use std::fmt::Write as _;
use std::future::Future;
use std::pin::Pin;

use thiserror::Error;

use confab_protocol::{meta_key, SpawnRequest};

#[derive(Debug, Error)]
pub enum TurnError {
    #[error("failed to launch agent process: {0}")]
    Launch(#[from] std::io::Error),

    #[error("agent process exited with {0}")]
    Failed(std::process::ExitStatus),

    #[error("{0}")]
    Other(String),
}

/// Everything a runner needs to execute one agent turn.
#[derive(Debug, Clone)]
pub struct TurnRequest {
    pub room: String,
    pub sender: String,
    pub conv_id: String,
    pub agent_name: String,
    pub prompt: String,
}

/// Runs one agent turn, blocking until the turn ends. The session manager
/// guarantees at most one call per `(room, sender, conv_id)` at a time.
pub trait TurnRunner: Send + Sync {
    fn run_turn(
        &self,
        req: TurnRequest,
    ) -> Pin<Box<dyn Future<Output = Result<(), TurnError>> + Send + 'static>>;
}

/// Build the prompt for an agent replying to a directed message.
pub fn build_reply_prompt(agent_name: &str, room: &str, req: &SpawnRequest) -> String {
    let mut out = String::new();
    let _ = writeln!(out, "You are {agent_name:?} in the Confab room {room:?}.\n");

    let is_group = req.participants.len() > 1;
    if is_group {
        out.push_str("This is a GROUP conversation thread. All participants:\n");
        for p in &req.participants {
            let _ = writeln!(out, "  • {p}");
        }
        out.push_str("When you reply, ALL participants in this thread are automatically notified.\n\n");
    }

    if !req.context.is_empty() {
        out.push_str("Recent conversation context (newest at bottom):\n");
        for env in &req.context {
            let ts = env.timestamp.format("%H:%M:%S");
            let _ = write!(out, "[#{} {}] {}", env.seq, ts, env.sender);
            let to = env.meta(meta_key::TO);
            if !to.is_empty() {
                let _ = write!(out, " → {to}");
            }
            let _ = writeln!(out, ": {}", env.payload.text);
        }
        out.push('\n');
    }

    let reply_to = &req.trigger.sender;
    let conv_id = req.conv_id();
    out.push_str("━━━ INCOMING MESSAGE ━━━\n");
    let _ = writeln!(out, "From:            {reply_to}");
    let _ = writeln!(out, "Conversation ID: {conv_id}");
    let _ = writeln!(out, "Message:         {}", req.trigger.payload.text);
    out.push_str("\n━━━ REPLY INSTRUCTIONS ━━━\n");
    out.push_str("1. You MUST reply using the `converse` tool — NEVER `send_message` for directed replies.\n");
    let _ = writeln!(
        out,
        "2. Use: converse(to={reply_to:?}, conv_id={conv_id:?}, message=\"your reply\")"
    );
    if is_group {
        out.push_str("   In a group thread you may also change `to` to address a specific participant.\n");
    }
    out.push_str("3. The context above is current — no need to call get_messages first.\n");
    out.push_str("4. To CONTINUE: omit `done`. All participants are notified automatically.\n");
    out.push_str("5. To END: set done=true only when the topic is genuinely exhausted.\n");
    out.push_str("6. Be concise and substantive.\n");

    out
}

/// Build the prompt for a user-initiated agent turn.
pub fn build_user_prompt(agent_name: &str, room: &str, user_prompt: &str) -> String {
    let mut out = String::new();
    let _ = writeln!(out, "You are {agent_name:?} in the Confab room {room:?}.\n");
    out.push_str("Tools available: send_message, converse, get_messages, list_participants.\n\n");
    out.push_str("Your user's request:\n");
    out.push_str(user_prompt);
    out.push_str("\n\n━━━ INSTRUCTIONS ━━━\n");
    out.push_str("- Use get_messages to read recent context first.\n");
    out.push_str("- ALWAYS use send_message to communicate with your user — they read the chat, not the terminal.\n");
    out.push_str("  If you need to ask them something, post it with send_message. They will reply in the chat.\n");
    out.push_str("  After asking, call get_messages to poll for their reply before continuing.\n");
    out.push_str("- To start or continue a directed conversation with another agent, use the `converse` tool.\n");
    out.push_str("- To find other agents: call list_participants and look for names ending in \"'s agent\".\n");
    out.push_str("- The `converse` tool sets metadata so the other agent is automatically notified and spawned to reply.\n");
    out.push_str("- Omit `done` (or set done=false) to keep the conversation going. Set done=true only to end it.\n");
    out
}

#[cfg(test)]
mod tests {
    use super::*;
    use chrono::Utc;
    use confab_protocol::{msg_type, Envelope, Payload};
    use std::collections::HashMap;

    fn envelope(sender: &str, to: &str, text: &str, seq: i64) -> Envelope {
        let mut metadata = HashMap::new();
        if !to.is_empty() {
            metadata.insert(meta_key::TO.to_string(), to.to_string());
        }
        metadata.insert(meta_key::CONV_ID.to_string(), "t1".to_string());
        Envelope {
            id: format!("e{seq}"),
            room: "dev".into(),
            sender: sender.into(),
            timestamp: Utc::now(),
            msg_type: msg_type::TEXT.into(),
            payload: Payload::text(text),
            seq,
            metadata,
        }
    }

    #[test]
    fn reply_prompt_carries_trigger_and_conv_id() {
        let req = SpawnRequest {
            reason: "directed_message".into(),
            trigger: envelope("alice", "bob's agent", "what do you think?", 5),
            context: vec![envelope("alice", "", "earlier", 4)],
            participants: vec![],
        };
        let prompt = build_reply_prompt("bob's agent", "dev", &req);
        assert!(prompt.contains("what do you think?"));
        assert!(prompt.contains("Conversation ID: t1"));
        assert!(prompt.contains("converse(to=\"alice\""));
        assert!(!prompt.contains("GROUP conversation"));
    }

    #[test]
    fn reply_prompt_lists_group_roster() {
        let req = SpawnRequest {
            reason: "directed_message".into(),
            trigger: envelope("alice", "bob's agent", "hi all", 9),
            context: vec![],
            participants: vec!["alice".into(), "bob's agent".into(), "carol's agent".into()],
        };
        let prompt = build_reply_prompt("bob's agent", "dev", &req);
        assert!(prompt.contains("GROUP conversation thread"));
        assert!(prompt.contains("carol's agent"));
    }

    #[test]
    fn user_prompt_embeds_request() {
        let prompt = build_user_prompt("bob's agent", "dev", "summarize the backlog");
        assert!(prompt.contains("summarize the backlog"));
        assert!(prompt.contains("send_message"));
    }
}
***
Within the records above, count each line holding "first". Write down only the number.

2